Adquirir essas clínicas traz novas receitas de imediato, de modo que o fluxo de receita ajuda a pagar a compra das mesmas, e o sistema ou rede hospitalar regional, que é muito maior do que o hospital sozinho, tem maior poder de negociação com as empresas de planos de saúde.

Gerir os custos do tratamento é fundamental para a sobrevivência

Para uma empresa de planos de saúde, o custo-benefício da medicina é crucial para a sobrevivência financeira do negócio.

Um exemplo prático: As seguradoras criam listas de medicamentos que estão dispostas a pagar por tratamento e diretrizes para seus médicos contratantes. As seguradoras, em seguida, se utilizam de meios de controles tecnológicos, como softwares para controlar a “utilização” dos médicos individualmente – e suas escolhas de testes e tratamentos – para certificar-se que os mesmos estão seguindo as orientações sobre o uso das medicações indicadas.

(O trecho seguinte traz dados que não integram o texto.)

use clap::{Parser, Subcommand};
use pkgward_cli::cmd::{self, config::ConfigSubcommand, install::InstallArgs};
use pkgward_cli::{exit_code_for, root};
use std::path::PathBuf;

#[derive(Parser)]
#[command(
    name = "pkgward",
    about = "Approval-gated Python package installer with risk evaluation and an audit trail",
    version
)]
struct Cli {
    /// Project root (default: auto-detect from .pkgward/)
    #[arg(long, global = true, env = "PKGWARD_ROOT")]
    root: Option<PathBuf>,

    /// Output as JSON
    #[arg(long, global = true, short = 'j')]
    json: bool,

    #[command(subcommand)]
    command: Commands,
}

#[derive(Subcommand)]
enum Commands {
    /// Initialize pkgward in the current project
    Init,

    /// Create an isolated environment
    CreateEnv {
        name: String,
        /// Python version or interpreter (e.g. 3.11)
        #[arg(long)]
        python: Option<String>,
        /// `python_version=<ver>` form
        #[arg(value_name = "KEY=VALUE")]
        extra: Vec<String>,
    },

    /// Remove an environment and everything installed in it
    RemoveEnv { name: String },

    /// List environments
    ListEnvs,

    /// Show one environment
    EnvInfo { name: String },

    /// Evaluate, approve and install a package
    InstallPackage {
        name: String,
        #[arg(long)]
        version: Option<String>,
        /// Target environment (default: installer.default_env)
        #[arg(long)]
        env: Option<String>,
        /// Create the environment if it does not exist
        #[arg(long)]
        create_env: bool,
        /// Reinstall even if the version is already present
        #[arg(long)]
        force: bool,
        /// `version=<v>` / `env=<name>` forms
        #[arg(value_name = "KEY=VALUE")]
        extra: Vec<String>,
    },

    /// Remove a package from an environment
    UninstallPackage {
        name: String,
        #[arg(long)]
        env: Option<String>,
    },

    /// List packages installed in an environment
    ListPackages {
        #[arg(long)]
        env: Option<String>,
    },

    /// Show the risk verdict for a package without installing it
    VerifyPackage {
        name: String,
        #[arg(long)]
        version: Option<String>,
        /// Environment the check is recorded against
        #[arg(long)]
        env: Option<String>,
    },

    /// Show recent audit records
    Audit {
        /// Number of records to show (0 = all)
        #[arg(long, default_value = "20")]
        limit: usize,
    },

    /// Inspect and validate configuration
    Config {
        #[command(subcommand)]
        subcommand: ConfigSubcommand,
    },
}

fn main() {
    let cli = match Cli::try_parse() {
        Ok(cli) => cli,
        Err(e) => {
            let _ = e.print();
            // clap's own usage status (2) would collide with "install failed".
            std::process::exit(if e.use_stderr() { cmd::EXIT_INVALID } else { cmd::EXIT_OK });
        }
    };

    tracing_subscriber::fmt()
        .with_env_filter(
            tracing_subscriber::EnvFilter::from_default_env()
                .add_directive(tracing::Level::WARN.into()),
        )
        .with_target(false)
        .with_writer(std::io::stderr)
        .init();

    let root = root::resolve_root(cli.root.as_deref());
    let json = cli.json;

    let result = match cli.command {
        Commands::Init => cmd::init::run(&root),
        Commands::CreateEnv {
            name,
            python,
            extra,
        } => cmd::env::create(&root, &name, python, &extra, json),
        Commands::RemoveEnv { name } => cmd::env::remove(&root, &name, json),
        Commands::ListEnvs => cmd::env::list(&root, json),
        Commands::EnvInfo { name } => cmd::env::info(&root, &name, json),
        Commands::InstallPackage {
            name,
            version,
            env,
            create_env,
            force,
            extra,
        } => cmd::install::install(
            &root,
            InstallArgs {
                package: name,
                version,
                env,
                create_env,
                force,
                extra,
            },
            json,
        ),
        Commands::UninstallPackage { name, env } => cmd::install::uninstall(&root, &name, env, json),
        Commands::ListPackages { env } => cmd::packages::list(&root, env, json),
        Commands::VerifyPackage { name, version, env } => {
            cmd::verify::run(&root, &name, version, env, json)
        }
        Commands::Audit { limit } => cmd::audit::run(&root, limit, json),
        Commands::Config { subcommand } => cmd::config::run(&root, subcommand, json),
    };

    match result {
        Ok(code) => std::process::exit(code),
        Err(e) => {
            // Print the full error chain (anyhow's alternate Display)
            eprintln!("error: {e:#}");
            std::process::exit(exit_code_for(&e));
        }
    }
}
//! Rule-based risk evaluation of package metadata.
//!
//! Rules run in a fixed order. Each rule that fires contributes a finding
//! and can only raise the running risk level, never lower it. Evaluation
//! is a pure function of the metadata and the policy tables.

use crate::config::PolicyConfig;
use crate::metadata::{compare_versions, PackageMetadata};
use crate::types::{RecommendedAction, RiskLevel};
use serde::{Deserialize, Serialize};
use std::cmp::Ordering;

// ---------------------------------------------------------------------------
// RuleContext / Rule
// ---------------------------------------------------------------------------

pub struct RuleContext<'a> {
    pub metadata: &'a PackageMetadata,
    pub policy: &'a PolicyConfig,
}

/// A fn-pointer rule. `check` returns the reason when the rule fires.
pub struct Rule {
    pub id: &'static str,
    pub level: RiskLevel,
    pub check: fn(&RuleContext) -> Option<String>,
}

// ---------------------------------------------------------------------------
// Verdict
// ---------------------------------------------------------------------------

#[derive(Debug, Clone, PartialEq, Eq, Serialize, Deserialize)]
pub struct Finding {
    pub rule: String,
    pub level: RiskLevel,
    pub reason: String,
}

#[derive(Debug, Clone, PartialEq, Eq, Serialize, Deserialize)]
pub struct RiskVerdict {
    pub package: String,
    pub version: String,
    pub level: RiskLevel,
    pub matched_rules: Vec<String>,
    pub findings: Vec<Finding>,
    pub rationale: String,
    pub action: RecommendedAction,
}

impl RiskVerdict {
    pub fn is_rejected(&self) -> bool {
        self.action == RecommendedAction::Reject
    }
}

// ---------------------------------------------------------------------------
// Rule helpers
// ---------------------------------------------------------------------------

/// First blocklist pattern contained in `text`, case-insensitively.
fn blocklisted<'p>(text: &str, blocklist: &'p [String]) -> Option<&'p str> {
    let lower = text.to_lowercase();
    blocklist
        .iter()
        .map(|p| p.trim())
        .find(|p| !p.is_empty() && lower.contains(&p.to_lowercase()))
}

fn suspicious_name(ctx: &RuleContext) -> Option<String> {
    blocklisted(&ctx.metadata.name, &ctx.policy.blocklist)
        .map(|p| format!("suspicious name pattern '{p}'"))
}

fn recent_release(ctx: &RuleContext) -> Option<String> {
    let min = ctx.policy.min_age_days as i64;
    match ctx.metadata.age_days() {
        None => Some("publication date unknown".to_string()),
        Some(age) if age < min => Some(format!(
            "published {age} day(s) ago (minimum {min})"
        )),
        Some(_) => None,
    }
}

fn low_downloads(ctx: &RuleContext) -> Option<String> {
    let min = ctx.policy.min_downloads;
    match ctx.metadata.downloads {
        None => Some("download count unavailable".to_string()),
        Some(n) if n < min => Some(format!("only {n} recent download(s) (minimum {min})")),
        Some(_) => None,
    }
}

fn missing_license(ctx: &RuleContext) -> Option<String> {
    if ctx.metadata.declared_license().is_none() {
        Some("no license declared".to_string())
    } else {
        None
    }
}

fn flagged_dependency(ctx: &RuleContext) -> Option<String> {
    let flagged: Vec<String> = ctx
        .metadata
        .dependencies
        .iter()
        .filter_map(|dep| {
            blocklisted(dep, &ctx.policy.blocklist).map(|p| format!("{dep} ('{p}')"))
        })
        .collect();
    if flagged.is_empty() {
        None
    } else {
        Some(format!("depends on flagged package(s): {}", flagged.join(", ")))
    }
}

fn known_vulnerability(ctx: &RuleContext) -> Option<String> {
    let name = ctx.metadata.name.to_lowercase();
    let safe = ctx
        .policy
        .advisories
        .iter()
        .find(|(pkg, _)| pkg.to_lowercase() == name)
        .map(|(_, v)| v)?;
    if compare_versions(&ctx.metadata.version, safe) == Ordering::Less {
        Some(format!(
            "version {} has known vulnerabilities (upgrade to {safe} or later)",
            ctx.metadata.version
        ))
    } else {
        None
    }
}

fn suspicious_summary(ctx: &RuleContext) -> Option<String> {
    let summary = ctx.metadata.summary.as_deref()?;
    blocklisted(summary, &ctx.policy.blocklist)
        .map(|p| format!("suspicious keyword '{p}' in summary"))
}

/// File endings that have no business in a Python distribution.
const SUSPICIOUS_EXTENSIONS: &[&str] = &[
    ".exe", ".dll", ".so", ".dylib", ".app", ".scr", ".bat", ".cmd", ".ps1",
];

/// Legacy binary formats that install opaque payloads.
const OPAQUE_PACKAGE_TYPES: &[&str] = &["bdist_dumb", "bdist_wininst"];

fn suspicious_file_type(ctx: &RuleContext) -> Option<String> {
    let flagged: Vec<String> = ctx
        .metadata
        .files
        .iter()
        .filter_map(|f| {
            let lower = f.filename.to_lowercase();
            if let Some(ext) = SUSPICIOUS_EXTENSIONS.iter().find(|e| lower.ends_with(*e)) {
                return Some(format!("{} ({ext})", f.filename));
            }
            f.packagetype
                .as_deref()
                .filter(|t| OPAQUE_PACKAGE_TYPES.contains(t))
                .map(|t| format!("{} ({t})", f.filename))
        })
        .collect();
    if flagged.is_empty() {
        None
    } else {
        Some(format!("suspicious release file(s): {}", flagged.join(", ")))
    }
}

fn untrusted_file_host(ctx: &RuleContext) -> Option<String> {
    let mut hosts: Vec<String> = ctx
        .metadata
        .files
        .iter()
        .filter_map(|f| f.host())
        .filter(|h| !ctx.policy.trusted_hosts.iter().any(|t| t.eq_ignore_ascii_case(h)))
        .collect();
    hosts.sort();
    hosts.dedup();
    if hosts.is_empty() {
        None
    } else {
        Some(format!("files hosted outside trusted hosts: {}", hosts.join(", ")))
    }
}

fn oversized_file(ctx: &RuleContext) -> Option<String> {
    let limit = ctx.policy.max_file_mb.saturating_mul(1024 * 1024);
    let largest = ctx
        .metadata
        .files
        .iter()
        .filter_map(|f| f.size.map(|s| (s, &f.filename)))
        .filter(|(s, _)| *s > limit)
        .max_by_key(|(s, _)| *s)?;
    Some(format!(
        "{} is {} bytes (limit {} MiB)",
        largest.1, largest.0, ctx.policy.max_file_mb
    ))
}

fn missing_source_link(ctx: &RuleContext) -> Option<String> {
    // Registries that report no link data at all are not penalised.
    ctx.metadata.project_urls.as_ref()?;
    if ctx.metadata.source_url().is_none() {
        Some("no source code link among project URLs".to_string())
    } else {
        None
    }
}

// ---------------------------------------------------------------------------
// Default rule table
// ---------------------------------------------------------------------------

pub fn default_rules() -> Vec<Rule> {
    vec![
        Rule {
            id: "suspicious-name",
            level: RiskLevel::High,
            check: suspicious_name,
        },
        Rule {
            id: "recent-release",
            level: RiskLevel::Medium,
            check: recent_release,
        },
        Rule {
            id: "low-downloads",
            level: RiskLevel::Medium,
            check: low_downloads,
        },
        Rule {
            id: "missing-license",
            level: RiskLevel::Medium,
            check: missing_license,
        },
        Rule {
            id: "flagged-dependency",
            level: RiskLevel::High,
            check: flagged_dependency,
        },
        Rule {
            id: "known-vulnerability",
            level: RiskLevel::High,
            check: known_vulnerability,
        },
        Rule {
            id: "suspicious-summary",
            level: RiskLevel::Medium,
            check: suspicious_summary,
        },
        Rule {
            id: "suspicious-file-type",
            level: RiskLevel::Medium,
            check: suspicious_file_type,
        },
        Rule {
            id: "untrusted-file-host",
            level: RiskLevel::Medium,
            check: untrusted_file_host,
        },
        Rule {
            id: "oversized-file",
            level: RiskLevel::Medium,
            check: oversized_file,
        },
        Rule {
            id: "missing-source-link",
            level: RiskLevel::Medium,
            check: missing_source_link,
        },
    ]
}

// ---------------------------------------------------------------------------
// Evaluator
// ---------------------------------------------------------------------------

pub struct Evaluator {
    policy: PolicyConfig,
    rules: Vec<Rule>,
}

impl Evaluator {
    pub fn new(policy: PolicyConfig) -> Self {
        Self::with_rules(policy, default_rules())
    }

    pub fn with_rules(policy: PolicyConfig, rules: Vec<Rule>) -> Self {
        Self { policy, rules }
    }

    pub fn policy(&self) -> &PolicyConfig {
        &self.policy
    }

    pub fn evaluate(&self, metadata: &PackageMetadata) -> RiskVerdict {
        let ctx = RuleContext {
            metadata,
            policy: &self.policy,
        };

        let mut level = RiskLevel::Low;
        let mut findings = Vec::new();
        for rule in &self.rules {
            if let Some(reason) = (rule.check)(&ctx) {
                level = level.max(rule.level);
                findings.push(Finding {
                    rule: rule.id.to_string(),
                    level: rule.level,
                    reason,
                });
            }
        }

        let rationale = if findings.is_empty() {
            "no risk indicators found".to_string()
        } else {
            findings
                .iter()
                .map(|f| f.reason.as_str())
                .collect::<Vec<_>>()
                .join("; ")
        };

        RiskVerdict {
            package: metadata.name.clone(),
            version: metadata.version.clone(),
            level,
            matched_rules: findings.iter().map(|f| f.rule.clone()).collect(),
            findings,
            rationale,
            action: self.recommend(level),
        }
    }

    /// High risk never maps to auto-allow, whatever the policy says.
    fn recommend(&self, level: RiskLevel) -> RecommendedAction {
        match level {
            RiskLevel::High if self.policy.reject_high => RecommendedAction::Reject,
            RiskLevel::High | RiskLevel::Medium => RecommendedAction::RequireReview,
            RiskLevel::Low if self.policy.auto_allow_low => RecommendedAction::AutoAllow,
            RiskLevel::Low => RecommendedAction::RequireReview,
        }
    }
}

// ---------------------------------------------------------------------------
// Tests
// ---------------------------------------------------------------------------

A relação custo-benefício da medicina, é tão importante para a estratégia de negócios de uma empresa de planos de saúde, que o desenvolvimento de diretrizes se eleva ao nível da gestão financeira. É uma tarefa que exige um significativo know-how na área médica de seus gestores.

A seguradora quer trabalhar com tratamentos para evitar custos mais elevados a longo prazo. Porém, os médicos precisam ter certeza de que os tratamentos são, do ponto de vista médico, eficientes para a saúde dos pacientes. Caso contrário, colocam em risco a vida dos pacientes e ficam vulneráveis à sofrerem processos por erros médicos.

Prevenção para evitar despesas de longo prazo

Uma organização hospitalar, responsável pela manutenção da saúde através de seus grandes centros de tratamentos que podem ter os mesmos pacientes por muitos anos, compartilham os mesmos objetivos dos órgãos que gerem a saúde pública: a prevenção de doenças caras, mantendo os pacientes saudáveis.

Por exemplo, as empresas de plano de saúde querem ter o melhor custo-benefício em seus tratamentos, por isso investem em testes de triagem para doenças cardíacas e câncer, que quando diagnosticadas, exigem controle e tratamento contínuos, onerando assim o fluxo de despesas dessas organizações. Logo, para se prevenir contra estes custos, a investigação médica é indispensável.

Em vários países do mundo, as maiores administradoras de planos de saúde financiam parte das pesquisas médicas mais relevantes, e qualquer entidade de saúde que tenha um grupo de pesquisa afiliado – e muitos o fazem – acrescentam o seu financiamento às tarefas da gestão financeira. O financiamento de pesquisa traz um custo-benefício bem mais atraente do que longos tratamentos com medicações caras.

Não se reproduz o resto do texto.